By the time I was twelve, I had lived on three continents – Asia, Europe and America, and had learned four languages – German, Punjabi, Hindi, and English. Regardless of the challenges of adapting to different cultures, I loved learning new things and seeing new places. It made me very observant. Those were the years, I existed as ears and eyes, soaking up the world around me, and writing felt like my superpower. I believed through the right combination of words, I could hypnotize anyone into seeing the magic that I saw.

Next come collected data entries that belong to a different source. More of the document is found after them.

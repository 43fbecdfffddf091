//! Plain-data settings for loading resilience configuration from files or the environment.
//!
//! Durations are whole milliseconds and every field falls back to its default, so a partial
//! document such as `{"breaker": {"failure_threshold": 3}}` is valid. Settings are converted
//! into validated configs with `TryFrom`; nothing is checked until then.
//!
//! ```
//! use backstop::{BreakerSettings, CircuitBreakerConfig};
//! use std::time::Duration;
//!
//! let settings = BreakerSettings { reset_timeout_ms: 5_000, ..Default::default() };
//! let config = CircuitBreakerConfig::try_from(&settings).unwrap();
//! assert_eq!(config.reset_timeout(), Duration::from_secs(5));
//! ```

use crate::circuit_breaker::{CircuitBreakerConfig, CircuitBreakerError};
use crate::retry::{BuildError, RetryPolicy};
use std::time::Duration;

/// Errors converting settings into validated configuration.
#[derive(Debug, Clone, PartialEq, thiserror::Error)]
pub enum ConfigError {
    #[error("breaker settings: {0}")]
    Breaker(#[from] CircuitBreakerError),
    #[error("retry settings: {0}")]
    Retry(#[from] BuildError),
}

#[derive(Debug, Clone, PartialEq, Eq)]
#[cfg_attr(feature = "serde", derive(serde::Serialize, serde::Deserialize))]
#[cfg_attr(feature = "serde", serde(default))]
pub struct BreakerSettings {
    pub failure_threshold: usize,
    pub reset_timeout_ms: u64,
    pub half_open_trial_count: usize,
}

impl Default for BreakerSettings {
    fn default() -> Self {
        let config = CircuitBreakerConfig::default();
        Self {
            failure_threshold: config.failure_threshold(),
            reset_timeout_ms: millis(config.reset_timeout()),
            half_open_trial_count: config.half_open_trial_count(),
        }
    }
}

impl TryFrom<&BreakerSettings> for CircuitBreakerConfig {
    type Error = CircuitBreakerError;

    fn try_from(s: &BreakerSettings) -> Result<Self, Self::Error> {
        CircuitBreakerConfig::new(
            s.failure_threshold,
            Duration::from_millis(s.reset_timeout_ms),
            s.half_open_trial_count,
        )
    }
}

#[derive(Debug, Clone, PartialEq)]
#[cfg_attr(feature = "serde", derive(serde::Serialize, serde::Deserialize))]
#[cfg_attr(feature = "serde", serde(default))]
pub struct RetrySettings {
    pub max_attempts: usize,
    pub initial_delay_ms: u64,
    pub max_delay_ms: u64,
    pub backoff_factor: f64,
}

impl Default for RetrySettings {
    fn default() -> Self {
        let policy = RetryPolicy::default();
        Self {
            max_attempts: policy.max_attempts(),
            initial_delay_ms: millis(policy.initial_delay()),
            max_delay_ms: millis(policy.max_delay()),
            backoff_factor: policy.backoff_factor(),
        }
    }
}

impl TryFrom<&RetrySettings> for RetryPolicy {
    type Error = BuildError;

    fn try_from(s: &RetrySettings) -> Result<Self, Self::Error> {
        RetryPolicy::builder()
            .max_attempts(s.max_attempts)
            .initial_delay(Duration::from_millis(s.initial_delay_ms))
            .max_delay(Duration::from_millis(s.max_delay_ms))
            .backoff_factor(s.backoff_factor)
            .build()
    }
}

/// Breaker and retry settings for one protected resource.
#[derive(Debug, Clone, PartialEq, Default)]
#[cfg_attr(feature = "serde", derive(serde::Serialize, serde::Deserialize))]
#[cfg_attr(feature = "serde", serde(default))]
pub struct ResilienceSettings {
    pub breaker: BreakerSettings,
    pub retry: RetrySettings,
}

impl ResilienceSettings {
    /// Validate both halves.
    pub fn validate(&self) -> Result<(CircuitBreakerConfig, RetryPolicy), ConfigError> {
        let breaker = CircuitBreakerConfig::try_from(&self.breaker)?;
        let retry = RetryPolicy::try_from(&self.retry)?;
        Ok((breaker, retry))
    }
}

/// Whole milliseconds, saturating at `u64::MAX`.
pub(crate) fn millis(d: Duration) -> u64 {
    u64::try_from(d.as_millis()).unwrap_or(u64::MAX)
}
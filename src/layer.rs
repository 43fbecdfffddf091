//! Tower integration: wrap any `Service` whose request is `Clone` in a [`ResilientExecutor`].
//!
//! Each attempt clones the inner service, waits for it to become ready and calls it with a
//! clone of the request. Errors from the inner service, including readiness errors, are
//! classified like any other operation failure.
//!
//! ```rust
//! use backstop::{
//!     CircuitBreaker, CircuitBreakerConfig, InstantSleeper, OperationId, RemoteError,
//!     ResilientExecutor, ResilientLayer, RetryExecutor, RetryPolicy,
//! };
//! use tower::{service_fn, ServiceBuilder, ServiceExt};
//!
//! # tokio::runtime::Builder::new_current_thread().enable_all().build().unwrap().block_on(async {
//! let executor = ResilientExecutor::new(
//!     CircuitBreaker::new("echo", CircuitBreakerConfig::default()),
//!     RetryExecutor::new(RetryPolicy::default()).with_sleeper(InstantSleeper),
//! );
//! let svc = ServiceBuilder::new()
//!     .layer(ResilientLayer::new(executor, OperationId::new("POST", "/echo")))
//!     .service(service_fn(|req: String| async move { Ok::<_, RemoteError>(req) }));
//! let out = svc.oneshot("hi".to_string()).await.unwrap();
//! assert_eq!(out, "hi");
//! # });
//! ```

use crate::classify::{DefaultClassifier, ErrorClassifier};
use crate::error::{OperationId, TaggedError};
use crate::executor::ResilientExecutor;
use futures::future::BoxFuture;
use std::sync::Arc;
use std::task::{Context, Poll};
use tower_layer::Layer;
use tower_service::Service;

/// Layer applying breaker-plus-retry to an inner service.
#[derive(Debug)]
pub struct ResilientLayer<C = DefaultClassifier> {
    executor: ResilientExecutor,
    operation: OperationId,
    classifier: Arc<C>,
}

impl<C> Clone for ResilientLayer<C> {
    fn clone(&self) -> Self {
        Self {
            executor: self.executor.clone(),
            operation: self.operation.clone(),
            classifier: self.classifier.clone(),
        }
    }
}

impl ResilientLayer {
    pub fn new(executor: ResilientExecutor, operation: OperationId) -> Self {
        Self { executor, operation, classifier: Arc::new(DefaultClassifier) }
    }
}

impl<C> ResilientLayer<C> {
    /// Swap the classifier deciding which inner errors are retried.
    pub fn with_classifier<C2>(self, classifier: C2) -> ResilientLayer<C2> {
        ResilientLayer {
            executor: self.executor,
            operation: self.operation,
            classifier: Arc::new(classifier),
        }
    }
}

impl<S, C> Layer<S> for ResilientLayer<C> {
    type Service = ResilientService<S, C>;

    fn layer(&self, inner: S) -> Self::Service {
        ResilientService {
            inner,
            executor: self.executor.clone(),
            operation: self.operation.clone(),
            classifier: self.classifier.clone(),
        }
    }
}

/// Service produced by [`ResilientLayer`].
#[derive(Debug)]
pub struct ResilientService<S, C = DefaultClassifier> {
    inner: S,
    executor: ResilientExecutor,
    operation: OperationId,
    classifier: Arc<C>,
}

impl<S: Clone, C> Clone for ResilientService<S, C> {
    fn clone(&self) -> Self {
        Self {
            inner: self.inner.clone(),
            executor: self.executor.clone(),
            operation: self.operation.clone(),
            classifier: self.classifier.clone(),
        }
    }
}

impl<S, C> ResilientService<S, C> {
    pub fn executor(&self) -> &ResilientExecutor {
        &self.executor
    }

    pub fn get_ref(&self) -> &S {
        &self.inner
    }
}

impl<S, C, Request> Service<Request> for ResilientService<S, C>
where
    Request: Clone + Send + 'static,
    S: Service<Request> + Clone + Send + 'static,
    S::Response: Send + 'static,
    S::Error: Send + 'static,
    S::Future: Send + 'static,
    C: ErrorClassifier<S::Error> + 'static,
{
    type Response = S::Response;
    type Error = TaggedError<S::Error>;
    type Future = BoxFuture<'static, Result<Self::Response, Self::Error>>;

    // Readiness is awaited per attempt on a fresh clone of the inner service.
    fn poll_ready(&mut self, _cx: &mut Context<'_>) -> Poll<Result<(), Self::Error>> {
        Poll::Ready(Ok(()))
    }

    fn call(&mut self, req: Request) -> Self::Future {
        let executor = self.executor.clone();
        let operation = self.operation.clone();
        let classifier = self.classifier.clone();
        let inner = self.inner.clone();
        Box::pin(async move {
            let attempt = move || {
                let mut svc = inner.clone();
                let req = req.clone();
                async move {
                    futures::future::poll_fn(|cx| svc.poll_ready(cx)).await?;
                    svc.call(req).await
                }
            };
            executor.run(&operation, attempt, &*classifier, None).await
        })
    }
}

Years later, I’d learn that the right combination of words can also break your heart. Words like “terrorist” and “go back to your own country” that were tossed our way in the post 9/11 world. My Sikh-American community became targets of xenophobia. While I served in the Army, a man verbally attacked my mom believing she was Muslim. During this time, writing became a means by which to save our lives. I wrote with an urgency to claim our right to exist here. Words became the first line of defense in a brutal war against racist ideologies.
But my days of using language as blunt force ended when I deployed to Iraq, and was put in charge of my unit’s monthly newsletter. This zine was a window into our life in a combat zone. Our loved ones back home relied on it to ease their fears and anxieties. So I wrote stories about our resilience. Words I often used – Operation Iraqi Freedom, mission success, honor, bravery and courage. Words I never used – casualties, killed, suicide, homesick, lost, loneliness.
Life has been one surreal journey: I’ve lived in the east and in the west; I’ve seen war and experienced peace; I’ve been around wealth and heartbreaking poverty. The one thing I’ve discovered is that no matter who you are or what your lot in life, everyone needs a good story. And the right combination of words might just break down barriers and open up new possibilities inside the human heart.